━━━━━ Data
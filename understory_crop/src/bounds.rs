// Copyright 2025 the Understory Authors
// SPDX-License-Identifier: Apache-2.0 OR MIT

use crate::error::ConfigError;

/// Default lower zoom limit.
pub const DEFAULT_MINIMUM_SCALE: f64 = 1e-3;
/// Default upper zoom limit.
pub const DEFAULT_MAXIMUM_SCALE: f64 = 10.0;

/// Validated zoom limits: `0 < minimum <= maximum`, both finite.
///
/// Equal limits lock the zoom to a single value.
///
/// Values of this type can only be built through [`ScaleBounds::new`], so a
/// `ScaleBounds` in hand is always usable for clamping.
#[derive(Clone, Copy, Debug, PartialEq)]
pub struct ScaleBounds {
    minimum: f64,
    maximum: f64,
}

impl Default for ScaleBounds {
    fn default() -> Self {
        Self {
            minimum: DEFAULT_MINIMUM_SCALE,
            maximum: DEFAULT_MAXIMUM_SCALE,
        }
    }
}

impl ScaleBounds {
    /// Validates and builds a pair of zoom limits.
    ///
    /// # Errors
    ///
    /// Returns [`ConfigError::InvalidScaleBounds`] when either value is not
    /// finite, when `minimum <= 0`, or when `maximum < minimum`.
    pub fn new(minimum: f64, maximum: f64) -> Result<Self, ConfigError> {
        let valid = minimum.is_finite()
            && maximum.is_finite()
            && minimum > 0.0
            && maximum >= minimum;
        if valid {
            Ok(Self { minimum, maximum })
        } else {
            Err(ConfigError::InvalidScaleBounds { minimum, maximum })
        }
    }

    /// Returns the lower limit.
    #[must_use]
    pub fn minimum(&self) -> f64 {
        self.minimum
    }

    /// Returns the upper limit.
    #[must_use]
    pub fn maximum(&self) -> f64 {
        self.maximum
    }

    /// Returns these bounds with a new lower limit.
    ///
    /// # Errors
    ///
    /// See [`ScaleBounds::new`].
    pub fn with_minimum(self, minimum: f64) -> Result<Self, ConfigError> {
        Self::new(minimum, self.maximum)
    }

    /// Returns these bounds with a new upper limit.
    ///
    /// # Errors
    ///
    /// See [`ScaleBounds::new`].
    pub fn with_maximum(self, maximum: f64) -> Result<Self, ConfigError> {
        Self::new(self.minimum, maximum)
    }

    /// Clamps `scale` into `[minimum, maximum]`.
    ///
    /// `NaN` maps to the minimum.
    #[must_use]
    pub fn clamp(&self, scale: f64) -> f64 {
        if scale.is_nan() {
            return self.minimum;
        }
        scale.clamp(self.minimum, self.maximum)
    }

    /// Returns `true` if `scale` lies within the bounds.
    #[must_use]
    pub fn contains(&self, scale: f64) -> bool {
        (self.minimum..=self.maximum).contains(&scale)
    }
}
━━━━━━━━━━
━━━━━ Data
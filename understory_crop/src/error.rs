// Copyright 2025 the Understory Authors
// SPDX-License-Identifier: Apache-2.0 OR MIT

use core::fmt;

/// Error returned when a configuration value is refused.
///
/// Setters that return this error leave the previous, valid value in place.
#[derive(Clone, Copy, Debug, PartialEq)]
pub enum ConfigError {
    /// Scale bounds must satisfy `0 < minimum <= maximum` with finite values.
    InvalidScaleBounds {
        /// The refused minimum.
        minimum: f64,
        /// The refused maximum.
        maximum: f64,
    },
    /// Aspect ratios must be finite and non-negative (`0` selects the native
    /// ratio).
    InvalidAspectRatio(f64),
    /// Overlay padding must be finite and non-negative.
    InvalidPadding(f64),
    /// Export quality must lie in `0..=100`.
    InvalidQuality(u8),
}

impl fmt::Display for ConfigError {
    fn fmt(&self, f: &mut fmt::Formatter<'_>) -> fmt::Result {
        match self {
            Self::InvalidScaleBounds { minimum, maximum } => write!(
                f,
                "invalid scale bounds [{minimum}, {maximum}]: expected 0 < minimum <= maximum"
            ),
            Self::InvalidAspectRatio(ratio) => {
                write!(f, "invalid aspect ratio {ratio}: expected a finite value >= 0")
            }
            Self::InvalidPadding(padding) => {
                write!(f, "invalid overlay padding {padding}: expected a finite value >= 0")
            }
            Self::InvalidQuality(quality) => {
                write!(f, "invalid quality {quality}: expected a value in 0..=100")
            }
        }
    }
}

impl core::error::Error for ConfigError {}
━━━━━━━━━━
━━━━━ Data
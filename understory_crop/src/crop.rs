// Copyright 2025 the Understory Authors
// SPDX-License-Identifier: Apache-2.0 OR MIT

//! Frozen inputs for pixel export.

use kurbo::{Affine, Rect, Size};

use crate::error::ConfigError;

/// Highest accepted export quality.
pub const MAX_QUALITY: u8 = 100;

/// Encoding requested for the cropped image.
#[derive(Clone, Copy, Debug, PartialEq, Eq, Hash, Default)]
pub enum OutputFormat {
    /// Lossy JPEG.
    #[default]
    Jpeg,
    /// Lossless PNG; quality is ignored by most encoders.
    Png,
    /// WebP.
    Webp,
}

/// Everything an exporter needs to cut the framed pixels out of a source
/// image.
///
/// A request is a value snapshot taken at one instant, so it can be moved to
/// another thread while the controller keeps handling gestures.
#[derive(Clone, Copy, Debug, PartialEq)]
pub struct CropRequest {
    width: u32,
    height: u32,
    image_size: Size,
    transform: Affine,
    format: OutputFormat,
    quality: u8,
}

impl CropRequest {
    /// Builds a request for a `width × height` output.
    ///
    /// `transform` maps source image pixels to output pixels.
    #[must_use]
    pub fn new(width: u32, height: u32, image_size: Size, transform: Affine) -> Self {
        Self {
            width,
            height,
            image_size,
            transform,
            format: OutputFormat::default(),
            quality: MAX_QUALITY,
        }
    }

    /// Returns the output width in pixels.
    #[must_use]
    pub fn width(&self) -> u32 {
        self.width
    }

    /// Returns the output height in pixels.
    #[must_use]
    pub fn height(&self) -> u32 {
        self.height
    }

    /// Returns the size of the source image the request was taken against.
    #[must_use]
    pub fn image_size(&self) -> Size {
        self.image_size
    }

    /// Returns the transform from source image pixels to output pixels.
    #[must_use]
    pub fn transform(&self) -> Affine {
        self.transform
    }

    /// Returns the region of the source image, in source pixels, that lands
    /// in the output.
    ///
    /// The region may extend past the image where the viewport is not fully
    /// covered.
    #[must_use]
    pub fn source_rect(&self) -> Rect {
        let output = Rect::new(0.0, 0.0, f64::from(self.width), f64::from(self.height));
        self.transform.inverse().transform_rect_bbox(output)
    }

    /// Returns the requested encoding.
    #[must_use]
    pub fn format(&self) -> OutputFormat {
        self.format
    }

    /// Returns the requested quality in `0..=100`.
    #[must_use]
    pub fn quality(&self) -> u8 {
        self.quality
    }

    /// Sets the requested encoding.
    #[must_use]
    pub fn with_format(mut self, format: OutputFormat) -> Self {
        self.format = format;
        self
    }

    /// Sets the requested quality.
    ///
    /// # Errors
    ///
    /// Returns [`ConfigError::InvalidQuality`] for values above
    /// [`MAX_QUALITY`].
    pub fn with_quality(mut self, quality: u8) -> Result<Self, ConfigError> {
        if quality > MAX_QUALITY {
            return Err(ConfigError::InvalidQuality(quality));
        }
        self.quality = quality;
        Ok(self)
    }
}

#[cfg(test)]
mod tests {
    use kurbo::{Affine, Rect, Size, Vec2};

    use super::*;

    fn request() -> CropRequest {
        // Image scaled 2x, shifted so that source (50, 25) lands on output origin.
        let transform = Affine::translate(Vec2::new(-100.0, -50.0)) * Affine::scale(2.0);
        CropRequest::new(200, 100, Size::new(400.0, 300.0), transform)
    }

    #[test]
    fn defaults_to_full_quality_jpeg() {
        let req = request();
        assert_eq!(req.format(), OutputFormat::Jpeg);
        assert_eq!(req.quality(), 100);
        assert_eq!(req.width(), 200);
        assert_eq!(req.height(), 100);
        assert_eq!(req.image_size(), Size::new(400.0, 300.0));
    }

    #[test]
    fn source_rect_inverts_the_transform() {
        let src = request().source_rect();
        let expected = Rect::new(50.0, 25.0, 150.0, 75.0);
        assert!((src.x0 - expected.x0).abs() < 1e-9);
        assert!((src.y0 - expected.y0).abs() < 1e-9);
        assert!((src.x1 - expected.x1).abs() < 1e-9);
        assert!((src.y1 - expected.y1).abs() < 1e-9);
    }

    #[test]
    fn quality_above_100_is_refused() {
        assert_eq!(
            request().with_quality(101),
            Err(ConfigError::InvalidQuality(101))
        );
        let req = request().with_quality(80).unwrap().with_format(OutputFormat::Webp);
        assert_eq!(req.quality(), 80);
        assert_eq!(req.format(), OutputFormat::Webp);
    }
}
━━━━━━━━━━
Copy task for the entries above: every line with the string "CropRequest".

Output of the exercise.
pub struct CropRequest {
impl CropRequest {
    fn request() -> CropRequest {
        CropRequest::new(200, 100, Size::new(400.0, 300.0), transform)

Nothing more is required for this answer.